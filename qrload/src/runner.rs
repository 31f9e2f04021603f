//! Sequencing of scenarios into a single [`RunReport`].
use crate::executor::{Execute, HttpExecutor};
use crate::probe::ServiceProbe;
use crate::scenario::ScenarioSpec;
use crate::scheduler::{BatchPlan, ConcurrencyScheduler, ScheduledRun};
use crate::RunError;
use qrload_core::{
    AggregateStats, CacheSnapshot, ConfigError, ProbeSnapshot, RunReport, ScenarioReport,
};
use std::collections::HashSet;
use std::sync::Arc;
use std::time::Duration;
use time::OffsetDateTime;
#[allow(unused)]
use tracing::{debug, error, info, instrument, trace, warn};

/// Builder for a load-test run.
///
/// ```no_run
/// # use qrload::prelude::*;
/// # use serde_json::json;
/// # async fn example() -> Result<(), RunError> {
/// let executor = HttpExecutor::new("http://localhost:3002")?;
/// let payload = |_idx: usize| RequestSpec::new(GENERATE_ENDPOINT, json!({ "data": "hello" }));
///
/// let report = Runner::new(executor)
///     .scenario(ScenarioSpec::new(
///         ScenarioConfig::new("cold").requests(100).concurrency(10).clear_cache(true),
///         payload,
///     ))
///     .scenario(ScenarioSpec::new(
///         ScenarioConfig::new("warm").requests(100).concurrency(10),
///         payload,
///     ))
///     .run()
///     .await?;
/// # Ok(())
/// # }
/// ```
pub struct Runner<E> {
    executor: Arc<E>,
    probe: Option<ServiceProbe>,
    target: String,
    warmup: Option<ScenarioSpec>,
    scenarios: Vec<ScenarioSpec>,
}

impl Runner<HttpExecutor> {
    /// Probes the same service the executor targets.
    pub fn new(executor: HttpExecutor) -> Self {
        let probe = ServiceProbe::from_executor(&executor);
        let target = executor.base_url().to_string();
        Self::with_executor(executor, Some(probe), target)
    }
}

impl<E> Runner<E>
where
    E: Execute + 'static,
{
    /// Without a probe there is no pre-flight check, no cache clearing and no snapshots.
    pub fn with_executor(executor: E, probe: Option<ServiceProbe>, target: impl Into<String>) -> Self {
        Self {
            executor: Arc::new(executor),
            probe,
            target: target.into(),
            warmup: None,
            scenarios: vec![],
        }
    }

    pub fn probe(mut self, probe: ServiceProbe) -> Self {
        self.probe = Some(probe);
        self
    }

    pub fn without_probe(mut self) -> Self {
        self.probe = None;
        self
    }

    /// Unmeasured traffic issued before the first scenario. Reported on its own, never part of
    /// the overall statistics.
    pub fn warmup(mut self, spec: ScenarioSpec) -> Self {
        self.warmup = Some(spec);
        self
    }

    pub fn scenario(mut self, spec: ScenarioSpec) -> Self {
        self.scenarios.push(spec);
        self
    }

    pub fn scenarios(mut self, specs: impl IntoIterator<Item = ScenarioSpec>) -> Self {
        self.scenarios.extend(specs);
        self
    }

    pub fn validate(&self) -> Result<(), ConfigError> {
        if self.scenarios.is_empty() {
            return Err(ConfigError::NoScenarios);
        }

        let mut names = HashSet::new();
        for spec in &self.scenarios {
            spec.config().validate()?;
            if !names.insert(spec.name()) {
                return Err(ConfigError::DuplicateName(spec.name().to_string()));
            }
        }

        if let Some(warmup) = &self.warmup {
            warmup.config().validate()?;
        }

        Ok(())
    }

    /// Runs every scenario in order.
    ///
    /// Errors only for invalid configuration or a failed pre-flight health check, both before
    /// any load is generated. Request failures are part of the report.
    #[instrument(name = "run", skip_all, fields(target = %self.target))]
    pub async fn run(self) -> Result<RunReport, RunError> {
        self.validate()?;
        let started_at = OffsetDateTime::now_utc();

        let before = self.preflight().await?;

        let warmup = match &self.warmup {
            Some(spec) => {
                let run = self.run_scenario(spec).await?;
                Some(AggregateStats::reduce(run.outcomes(), Some(run.elapsed)))
            }
            None => None,
        };

        let mut scenarios = Vec::with_capacity(self.scenarios.len());
        let mut elapsed = Duration::ZERO;
        for spec in &self.scenarios {
            let run = self.run_scenario(spec).await?;
            elapsed += run.elapsed;

            let stats = AggregateStats::reduce(run.outcomes(), Some(run.elapsed));
            info!("{}: {}", spec.name(), stats);

            let cache_after = self.cache_snapshot().await;
            scenarios.push(ScenarioReport {
                config: spec.config().clone(),
                stats,
                cache_after,
                outcomes: run.into_outcomes(),
            });
        }

        let overall = AggregateStats::reduce(
            scenarios.iter().flat_map(|s| s.outcomes.iter()),
            Some(elapsed),
        );

        let after = match &self.probe {
            Some(probe) => probe.snapshot().await,
            None => ProbeSnapshot::default(),
        };

        Ok(RunReport {
            started_at,
            target: self.target,
            warmup,
            scenarios,
            overall,
            before,
            after,
        })
    }

    async fn preflight(&self) -> Result<ProbeSnapshot, RunError> {
        let Some(probe) = &self.probe else {
            debug!("No probe configured, skipping pre-flight check");
            return Ok(ProbeSnapshot::default());
        };

        let health = probe.health().await.map_err(|err| {
            error!("Pre-flight check failed: {err}");
            err
        })?;
        info!("Service at {} is {health}", self.target);

        let mut snapshot = probe.snapshot().await;
        snapshot.health.get_or_insert(health);
        Ok(snapshot)
    }

    #[instrument(name = "scenario", skip_all, fields(name = spec.name()))]
    async fn run_scenario(&self, spec: &ScenarioSpec) -> Result<ScheduledRun, ConfigError> {
        let config = spec.config();
        info!("Running {config}");

        if config.clear_cache {
            match &self.probe {
                Some(probe) => match probe.clear_cache().await {
                    Ok(()) => info!("Cache cleared"),
                    Err(err) => warn!("Cache clear failed, continuing: {err}"),
                },
                None => debug!("No probe configured, not clearing cache"),
            }
        }

        let plan = BatchPlan::new(config.requests, config.concurrency)?;
        let run = ConcurrencyScheduler::new(plan)
            .delay(config.delay)
            .run(&self.executor, spec.source().as_ref())
            .await;

        info!("Scenario complete in {:.2?}", run.elapsed);
        Ok(run)
    }

    async fn cache_snapshot(&self) -> Option<CacheSnapshot> {
        let probe = self.probe.as_ref()?;
        match probe.cache_stats().await {
            Ok(cache) if !cache.is_empty() => Some(cache),
            Ok(_) => None,
            Err(err) => {
                warn!("Cache stats unavailable: {err}");
                None
            }
        }
    }
}

#[cfg(test)]
mod tests {
    use super::*;
    use qrload_core::{FailureKind, Outcome, RequestSpec, ScenarioConfig};
    use serde_json::json;
    use std::sync::atomic::{AtomicUsize, Ordering};

    /// Replies instantly; requests for `"cold"` data miss the cache, everything else hits.
    #[derive(Default)]
    struct FakeExecutor {
        issued: AtomicUsize,
    }

    impl Execute for FakeExecutor {
        async fn execute(&self, request: RequestSpec) -> Outcome {
            self.issued.fetch_add(1, Ordering::SeqCst);
            match request.body["data"].as_str() {
                Some("cold") => Outcome::success(Duration::from_millis(50), 200, false, 100),
                Some("broken") => {
                    Outcome::failure(Duration::from_millis(1), 500, FailureKind::Http, "HTTP 500")
                }
                _ => Outcome::success(Duration::from_millis(10), 200, true, 100),
            }
        }
    }

    fn spec(name: &str, data: &'static str, requests: usize) -> ScenarioSpec {
        ScenarioSpec::new(
            ScenarioConfig::new(name).requests(requests).concurrency(4),
            move |_idx: usize| RequestSpec::new("/api/qr/generate", json!({ "data": data })),
        )
    }

    fn runner() -> Runner<FakeExecutor> {
        Runner::with_executor(FakeExecutor::default(), None, "fake")
    }

    #[test]
    fn validation() {
        assert_eq!(runner().validate(), Err(ConfigError::NoScenarios));

        let dup = runner()
            .scenario(spec("a", "x", 1))
            .scenario(spec("a", "y", 1));
        assert_eq!(dup.validate(), Err(ConfigError::DuplicateName("a".to_string())));

        let zero = runner().scenario(ScenarioSpec::new(
            ScenarioConfig::new("zero").concurrency(0),
            |_idx: usize| RequestSpec::new("/", json!({})),
        ));
        assert_eq!(zero.validate(), Err(ConfigError::InvalidConcurrency(0)));
    }

    #[tokio::test]
    async fn invalid_configuration_issues_nothing() {
        let runner = runner()
            .scenario(spec("ok", "x", 10))
            .scenario(spec("", "x", 10));
        let executor = runner.executor.clone();

        let err = runner.run().await.unwrap_err();
        assert!(matches!(err, RunError::Config(ConfigError::EmptyName)));
        assert_eq!(executor.issued.load(Ordering::SeqCst), 0);
    }

    #[tracing_test::traced_test]
    #[tokio::test]
    async fn scenarios_and_overall() {
        let runner = runner()
            .warmup(spec("warmup", "cold", 3))
            .scenario(spec("cold", "cold", 10))
            .scenario(spec("warm", "warm", 10))
            .scenario(spec("broken", "broken", 5));
        let executor = runner.executor.clone();

        let report = runner.run().await.unwrap();
        assert_eq!(executor.issued.load(Ordering::SeqCst), 28);

        let names: Vec<_> = report.scenarios.iter().map(|s| s.config.name.as_str()).collect();
        assert_eq!(names, ["cold", "warm", "broken"]);

        let cold = &report.scenario("cold").unwrap().stats;
        assert_eq!((cold.total, cold.cache_hits), (10, 0));
        let warm = &report.scenario("warm").unwrap().stats;
        assert_eq!(warm.cache_hit_rate, 100.0);
        let broken = &report.scenario("broken").unwrap().stats;
        assert_eq!((broken.successful, broken.failed), (0, 5));
        assert!(broken.latency.is_none());

        // Warm-up traffic is reported, but kept out of the overall numbers.
        assert_eq!(report.warmup.as_ref().unwrap().total, 3);
        assert_eq!(report.overall.total, 25);
        assert_eq!(report.overall.successful, 20);
        assert_eq!(report.overall.cache_hits, 10);
        assert_eq!(report.overall.speedup, Some(5.0));
        assert_eq!(report.overall, AggregateStats::reduce(report.outcomes(), report.overall.elapsed));

        assert!(report.before.is_empty());
        assert!(report.after.is_empty());
        assert!(logs_contain("Running cold"));
    }
}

================================

#### Task requirements
Each line that contains the string "Option" should be copied from the data above.

#### Result for this exercise
    probe: Option<ServiceProbe>,
    warmup: Option<ScenarioSpec>,
    pub fn with_executor(executor: E, probe: Option<ServiceProbe>, target: impl Into<String>) -> Self {
    async fn cache_snapshot(&self) -> Option<CacheSnapshot> {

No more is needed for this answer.